AIM OF THE EXERCISE: Search the material for "units" and copy each line in which it is found.

DATA SUPPLIED:
//! Delta-Notch lateral inhibition
//!
//! [`DeltaNotchProcess`] wraps any subcellular model that can be stepped and
//! exposes its scalars by name. Each update it loads the cell's current
//! `delta`, `notch` and `delta_neighbors` into the model, advances it by the
//! interval and reports the change of `delta` and `notch` as additive deltas.
//!
//! [`CollierModel`] is the two-species model of Collier et al. (1996):
//!
//! ```text
//! dN/dt = D̄^k / (a + D̄^k) - N
//! dD/dt = v * (1 / (1 + b * N^h) - D)
//! ```
//!
//! where `D̄` is the contact-weighted neighbor delta.

use multisim_runtime::{
    AdapterError, Delta, HasScalarState, Port, Ports, Process, State, Steppable, Time, Unit,
    UnitRegistry, Update, Value,
};
use serde::{Deserialize, Serialize};
use tracing::trace;

use crate::operators::{IntegrationMethod, integrate_system, substeps};

pub const DELTA_NOTCH: &str = "local:delta_notch";

const DELTA: &str = "delta";
const NOTCH: &str = "notch";
const DELTA_NEIGHBORS: &str = "delta_neighbors";

#[derive(Debug, Clone, Copy, PartialEq, Serialize, Deserialize)]
#[serde(default)]
pub struct CollierParameters {
    pub k: f64,
    pub a: f64,
    pub v: f64,
    pub b: f64,
    pub h: f64,
}

impl Default for CollierParameters {
    fn default() -> Self {
        Self {
            k: 2.0,
            a: 0.01,
            v: 1.0,
            b: 100.0,
            h: 2.0,
        }
    }
}

#[derive(Debug, Clone, PartialEq, Serialize, Deserialize)]
#[serde(default)]
pub struct CollierConfig {
    pub parameters: CollierParameters,
    pub initial_delta: f64,
    pub initial_notch: f64,
    pub method: IntegrationMethod,
    /// Longest internal step; longer intervals are split.
    pub max_dt: f64,
}

impl Default for CollierConfig {
    fn default() -> Self {
        Self {
            parameters: CollierParameters::default(),
            initial_delta: 0.5,
            initial_notch: 0.5,
            method: IntegrationMethod::Rk4,
            max_dt: 0.1,
        }
    }
}

/// Two-species lateral inhibition model.
#[derive(Debug, Clone, PartialEq)]
pub struct CollierModel {
    parameters: CollierParameters,
    method: IntegrationMethod,
    max_dt: f64,
    delta: f64,
    notch: f64,
    delta_neighbors: f64,
}

impl CollierModel {
    pub fn new(config: &CollierConfig) -> Self {
        Self {
            parameters: config.parameters,
            method: config.method,
            max_dt: config.max_dt,
            delta: config.initial_delta,
            notch: config.initial_notch,
            delta_neighbors: 0.0,
        }
    }

    fn rates(&self, &[delta, notch]: &[f64; 2]) -> [f64; 2] {
        let CollierParameters { k, a, v, b, h } = self.parameters;
        let signal = self.delta_neighbors.max(0.0).powf(k);
        let d_notch = signal / (a + signal) - notch;
        let d_delta = v * (1.0 / (1.0 + b * notch.max(0.0).powf(h)) - delta);
        [d_delta, d_notch]
    }
}

impl Steppable for CollierModel {
    fn step(&mut self, dt: Time) -> Result<(), AdapterError> {
        let (count, h) = substeps(dt, self.max_dt);
        let mut state = [self.delta, self.notch];
        for _ in 0..count {
            state = integrate_system(state, |s| self.rates(s), h, self.method);
        }
        if state.iter().any(|x| !x.is_finite()) {
            return Err(AdapterError::new(format!("delta-notch state diverged: {state:?}")));
        }
        [self.delta, self.notch] = state;
        Ok(())
    }
}

impl HasScalarState for CollierModel {
    fn scalar(&self, name: &str) -> Option<f64> {
        match name {
            DELTA => Some(self.delta),
            NOTCH => Some(self.notch),
            DELTA_NEIGHBORS => Some(self.delta_neighbors),
            _ => None,
        }
    }

    fn set_scalar(&mut self, name: &str, value: f64) -> Result<(), AdapterError> {
        match name {
            DELTA => self.delta = value,
            NOTCH => self.notch = value,
            DELTA_NEIGHBORS => self.delta_neighbors = value,
            _ => return Err(AdapterError::new(format!("unknown scalar `{name}`"))),
        }
        Ok(())
    }
}

/// Process advancing one cell's delta-notch model.
#[derive(Debug, Clone)]
pub struct DeltaNotchProcess<M> {
    model: M,
}

impl<M> DeltaNotchProcess<M>
where
    M: Steppable + HasScalarState + Send + 'static,
{
    pub fn new(model: M) -> Self {
        Self { model }
    }

    pub fn model(&self) -> &M {
        &self.model
    }

    fn read(&self, name: &str) -> Result<f64, AdapterError> {
        self.model
            .scalar(name)
            .ok_or_else(|| AdapterError::new(format!("model has no scalar `{name}`")))
    }
}

impl DeltaNotchProcess<CollierModel> {
    pub fn from_config(config: &Value) -> Result<Self, AdapterError> {
        let config: CollierConfig = config.deserialize_into()?;
        Ok(Self::new(CollierModel::new(&config)))
    }

    /// Register the Collier model under [`DELTA_NOTCH`].
    pub fn register(units: &mut UnitRegistry) {
        units.register_process(DELTA_NOTCH, Self::from_config);
    }
}

impl<M> Unit for DeltaNotchProcess<M>
where
    M: Steppable + HasScalarState + Send + 'static,
{
    fn inputs(&self) -> Ports {
        Ports::from([
            (DELTA.to_string(), Port::wired("float", &[DELTA])),
            (NOTCH.to_string(), Port::wired("float", &[NOTCH])),
            (DELTA_NEIGHBORS.to_string(), Port::wired("float", &[DELTA_NEIGHBORS])),
        ])
    }

    fn outputs(&self) -> Ports {
        Ports::from([
            (DELTA.to_string(), Port::wired("float", &[DELTA])),
            (NOTCH.to_string(), Port::wired("float", &[NOTCH])),
        ])
    }

    fn initial_state(&mut self) -> Result<State, AdapterError> {
        Ok(State::from([
            (DELTA.to_string(), Value::Float(self.read(DELTA)?)),
            (NOTCH.to_string(), Value::Float(self.read(NOTCH)?)),
        ]))
    }
}

impl<M> Process for DeltaNotchProcess<M>
where
    M: Steppable + HasScalarState + Send + 'static,
{
    fn update(&mut self, state: &State, interval: Time) -> Result<Update, AdapterError> {
        for name in [DELTA, NOTCH, DELTA_NEIGHBORS] {
            let value = state
                .get(name)
                .and_then(Value::as_float)
                .ok_or_else(|| AdapterError::new(format!("input `{name}` is not a number")))?;
            self.model.set_scalar(name, value)?;
        }
        let (delta, notch) = (self.read(DELTA)?, self.read(NOTCH)?);

        self.model.step(interval)?;

        let (next_delta, next_notch) = (self.read(DELTA)?, self.read(NOTCH)?);
        trace!(interval, delta = next_delta, notch = next_notch, "delta-notch step");
        Ok(Update::from([
            (DELTA.to_string(), Delta::merge(next_delta - delta)),
            (NOTCH.to_string(), Delta::merge(next_notch - notch)),
        ]))
    }
}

ANSWER TO THIS TASK:
    pub fn register(units: &mut UnitRegistry) {
        units.register_process(DELTA_NOTCH, Self::from_config);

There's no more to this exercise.